A problem with the low-pressure locking of known devices is, however, that low-pressure locking can be tripped also because of other reasons than a pressure drop caused by gas leakage. Thus, the pressure in the gas space of such a device is dependent on the temperature variations on site, and the tripping pressure activating the low-pressure locking is again dependent on the external pressure on site.
In this case temperature variations on site affect gas pressure in the gas space of the device so that a temperature drop causes the gas in the gas tank to contract leading to a pressure drop therein. This pressure drop may cause "unnecessary" tripping of the low-pressure locking. These problems are encountered when a device is used in regions with significant temperature variations, e.g. deserts, or regions with extremely low seasonal temperatures, such as Nordic wilds.
Variations in the external pressure of the gas space affect in turn the tripping pressure so that when the device is used in high atmospheric pressure, the tripping pressure of the device approaches the pressure in the gas space causing unnecessary tripping of the low-pressure locking.
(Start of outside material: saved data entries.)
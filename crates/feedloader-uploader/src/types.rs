//! Row, item and batch shapes.
//!
//! ## Source rows
//! Warehouse rows arrive as flat objects whose values are text, numbers,
//! booleans or `null`. Field order is preserved so that the formatted item
//! lists its fields in the same order as the query that produced them.
//!
//! ## Batch payload
//! [`Batch`] serializes to exactly the `products.custombatch` request body:
//!
//! ```json
//! {"entries": [{"batchId": 0, "merchantId": "123", "method": "insert", "product": {...}}]}
//! ```
//!
//! Delete entries carry `productId` instead of `product`.

use std::collections::BTreeMap;
use std::fmt;

use feedloader_core::Method;
use serde::de::{MapAccess, Visitor};
use serde::ser::SerializeMap;
use serde::{Deserialize, Deserializer, Serialize, Serializer};

/// Routing-only column holding the sub-account id in multi-client mode.
pub const MERCHANT_ID_FIELD: &str = "google_merchant_id";

/// Source column holding the merchant's own item identifier.
pub const ITEM_ID_FIELD: &str = "item_id";

/// Stand-in identifier for rows that have no usable `item_id`.
// TODO: report rows without an item_id through the skip list instead of
// indexing them under this placeholder.
pub const MISSING_ITEM_ID: &str = "(Missing)";

/// A raw warehouse value.
#[derive(Debug, Clone, PartialEq, Serialize, Deserialize)]
#[serde(untagged)]
pub enum FieldValue {
    Null,
    Bool(bool),
    Integer(i64),
    Float(f64),
    Text(String),
}

impl FieldValue {
    /// Short type name used in conversion errors.
    #[must_use]
    pub fn kind(&self) -> &'static str {
        match self {
            FieldValue::Null => "null",
            FieldValue::Bool(_) => "boolean",
            FieldValue::Integer(_) => "integer",
            FieldValue::Float(_) => "float",
            FieldValue::Text(_) => "text",
        }
    }

    /// Text form of scalar values. Numbers are rendered in decimal;
    /// `null` and booleans have no text form.
    #[must_use]
    pub fn to_text(&self) -> Option<String> {
        match self {
            FieldValue::Text(s) => Some(s.clone()),
            FieldValue::Integer(n) => Some(n.to_string()),
            FieldValue::Float(n) => Some(n.to_string()),
            FieldValue::Null | FieldValue::Bool(_) => None,
        }
    }
}

impl From<&str> for FieldValue {
    fn from(value: &str) -> Self {
        FieldValue::Text(value.to_owned())
    }
}

impl From<String> for FieldValue {
    fn from(value: String) -> Self {
        FieldValue::Text(value)
    }
}

impl From<i64> for FieldValue {
    fn from(value: i64) -> Self {
        FieldValue::Integer(value)
    }
}

impl From<f64> for FieldValue {
    fn from(value: f64) -> Self {
        FieldValue::Float(value)
    }
}

impl From<bool> for FieldValue {
    fn from(value: bool) -> Self {
        FieldValue::Bool(value)
    }
}

impl<T: Into<FieldValue>> From<Option<T>> for FieldValue {
    fn from(value: Option<T>) -> Self {
        value.map_or(FieldValue::Null, Into::into)
    }
}

/// One product record from the warehouse, in column order.
#[derive(Debug, Clone, Default, PartialEq)]
pub struct SourceRow {
    fields: Vec<(String, FieldValue)>,
}

impl SourceRow {
    #[must_use]
    pub fn new() -> Self {
        Self::default()
    }

    /// Sets `name` to `value`, replacing an existing value in place.
    #[must_use]
    pub fn with(mut self, name: impl Into<String>, value: impl Into<FieldValue>) -> Self {
        self.set(name.into(), value.into());
        self
    }

    fn set(&mut self, name: String, value: FieldValue) {
        match self.fields.iter_mut().find(|(k, _)| *k == name) {
            Some(slot) => slot.1 = value,
            None => self.fields.push((name, value)),
        }
    }

    #[must_use]
    pub fn get(&self, name: &str) -> Option<&FieldValue> {
        self.fields.iter().find(|(k, _)| k == name).map(|(_, v)| v)
    }

    #[must_use]
    pub fn contains(&self, name: &str) -> bool {
        self.get(name).is_some()
    }

    pub fn iter(&self) -> impl Iterator<Item = (&str, &FieldValue)> {
        self.fields.iter().map(|(k, v)| (k.as_str(), v))
    }

    #[must_use]
    pub fn len(&self) -> usize {
        self.fields.len()
    }

    #[must_use]
    pub fn is_empty(&self) -> bool {
        self.fields.is_empty()
    }

    /// The row's `item_id` as text, or [`MISSING_ITEM_ID`] when the column is
    /// absent, `null` or boolean.
    #[must_use]
    pub fn item_id(&self) -> String {
        self.get(ITEM_ID_FIELD)
            .and_then(FieldValue::to_text)
            .unwrap_or_else(|| MISSING_ITEM_ID.to_string())
    }
}

impl<K: Into<String>, V: Into<FieldValue>> FromIterator<(K, V)> for SourceRow {
    fn from_iter<I: IntoIterator<Item = (K, V)>>(iter: I) -> Self {
        let mut row = SourceRow::new();
        for (k, v) in iter {
            row.set(k.into(), v.into());
        }
        row
    }
}

impl Serialize for SourceRow {
    fn serialize<S: Serializer>(&self, serializer: S) -> Result<S::Ok, S::Error> {
        let mut map = serializer.serialize_map(Some(self.fields.len()))?;
        for (k, v) in &self.fields {
            map.serialize_entry(k, v)?;
        }
        map.end()
    }
}

struct RowVisitor;

impl<'de> Visitor<'de> for RowVisitor {
    type Value = SourceRow;

    fn expecting(&self, f: &mut fmt::Formatter<'_>) -> fmt::Result {
        f.write_str("an object of column names to scalar values")
    }

    fn visit_map<A: MapAccess<'de>>(self, mut access: A) -> Result<SourceRow, A::Error> {
        let mut row = SourceRow::new();
        while let Some((k, v)) = access.next_entry::<String, FieldValue>()? {
            row.set(k, v);
        }
        Ok(row)
    }
}

impl<'de> Deserialize<'de> for SourceRow {
    fn deserialize<D: Deserializer<'de>>(deserializer: D) -> Result<Self, D::Error> {
        deserializer.deserialize_map(RowVisitor)
    }
}

/// `{currency, value}` money object used by `price` and `salePrice`.
#[derive(Debug, Clone, PartialEq, Eq, Serialize)]
pub struct Price {
    pub currency: String,
    pub value: String,
}

/// A converted value in API shape.
#[derive(Debug, Clone, PartialEq, Serialize)]
#[serde(untagged)]
pub enum ApiValue {
    Null,
    Bool(bool),
    Integer(i64),
    Float(f64),
    Text(String),
    List(Vec<String>),
    Price(Price),
    Object(BTreeMap<String, ApiValue>),
}

impl From<FieldValue> for ApiValue {
    fn from(value: FieldValue) -> Self {
        match value {
            FieldValue::Null => ApiValue::Null,
            FieldValue::Bool(b) => ApiValue::Bool(b),
            FieldValue::Integer(n) => ApiValue::Integer(n),
            FieldValue::Float(n) => ApiValue::Float(n),
            FieldValue::Text(s) => ApiValue::Text(s),
        }
    }
}

impl From<&str> for ApiValue {
    fn from(value: &str) -> Self {
        ApiValue::Text(value.to_owned())
    }
}

/// A product in API format. Keeps insertion order; re-inserting a key
/// overwrites its value without moving it.
#[derive(Debug, Clone, Default, PartialEq)]
pub struct ApiItem {
    fields: Vec<(String, ApiValue)>,
}

impl ApiItem {
    #[must_use]
    pub fn new() -> Self {
        Self::default()
    }

    pub fn insert(&mut self, name: impl Into<String>, value: ApiValue) {
        let name = name.into();
        match self.fields.iter_mut().find(|(k, _)| *k == name) {
            Some(slot) => slot.1 = value,
            None => self.fields.push((name, value)),
        }
    }

    #[must_use]
    pub fn get(&self, name: &str) -> Option<&ApiValue> {
        self.fields.iter().find(|(k, _)| k == name).map(|(_, v)| v)
    }

    pub fn keys(&self) -> impl Iterator<Item = &str> {
        self.fields.iter().map(|(k, _)| k.as_str())
    }

    #[must_use]
    pub fn len(&self) -> usize {
        self.fields.len()
    }

    #[must_use]
    pub fn is_empty(&self) -> bool {
        self.fields.is_empty()
    }
}

impl Serialize for ApiItem {
    fn serialize<S: Serializer>(&self, serializer: S) -> Result<S::Ok, S::Error> {
        let mut map = serializer.serialize_map(Some(self.fields.len()))?;
        for (k, v) in &self.fields {
            map.serialize_entry(k, v)?;
        }
        map.end()
    }
}

/// What an entry operates on: the full product for inserts, the computed
/// REST id for deletes.
#[derive(Debug, Clone, PartialEq, Serialize)]
#[serde(rename_all = "camelCase")]
pub enum EntryPayload {
    Product(ApiItem),
    ProductId(String),
}

/// One item operation within a batch.
#[derive(Debug, Clone, PartialEq, Serialize)]
#[serde(rename_all = "camelCase")]
pub struct BatchEntry {
    /// Zero-based position of the source row in the input.
    pub batch_id: usize,
    pub merchant_id: String,
    pub method: Method,
    #[serde(flatten)]
    pub payload: EntryPayload,
}

impl BatchEntry {
    #[must_use]
    pub fn product(&self) -> Option<&ApiItem> {
        match &self.payload {
            EntryPayload::Product(item) => Some(item),
            EntryPayload::ProductId(_) => None,
        }
    }

    #[must_use]
    pub fn product_id(&self) -> Option<&str> {
        match &self.payload {
            EntryPayload::ProductId(id) => Some(id),
            EntryPayload::Product(_) => None,
        }
    }
}

#[derive(Debug, Clone, Default, PartialEq, Serialize)]
pub struct Batch {
    pub entries: Vec<BatchEntry>,
}

/// Maps `batchId` back to the source `item_id`; the API response only echoes
/// `batchId`.
pub type BatchIdIndex = BTreeMap<usize, String>;

/// Everything [`crate::create_batch`] produces for one batch.
#[derive(Debug, Clone, Default, PartialEq, Serialize)]
pub struct BatchOutput {
    pub batch: Batch,
    /// Item ids excluded from the batch (multi-client accounts only).
    pub skipped_item_ids: Vec<String>,
    pub batch_id_to_item_id: BatchIdIndex,
}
Tripping of a low-pressure locking causes severe problems to the user of a power supply network as it is extremely laborious to charge known solutions intended to handle the locking. Thus, to charge the low-pressure locking, the electric line in the vicinity of a switch disconnector has first to be de-energized, and then service personnel have to get to the device and, after partial disassembly of the device, manually charge the low-pressure locking so that it can be reused. As devices using low-pressure locking are often situated extremely inconveniently, and even mounted on power poles clearly above ground level, to access and service them is laborious and time-consuming.
It is an object of the present invention to eliminate the disadvantages of known solutions and provide a new kind of solution for allowing reparation of erroneous operation due to external pressure and temperature variations by using remote control. The present invention also ensures operation of low-pressure locking by eliminating oxidation of its switching surfaces and resulting breakdown.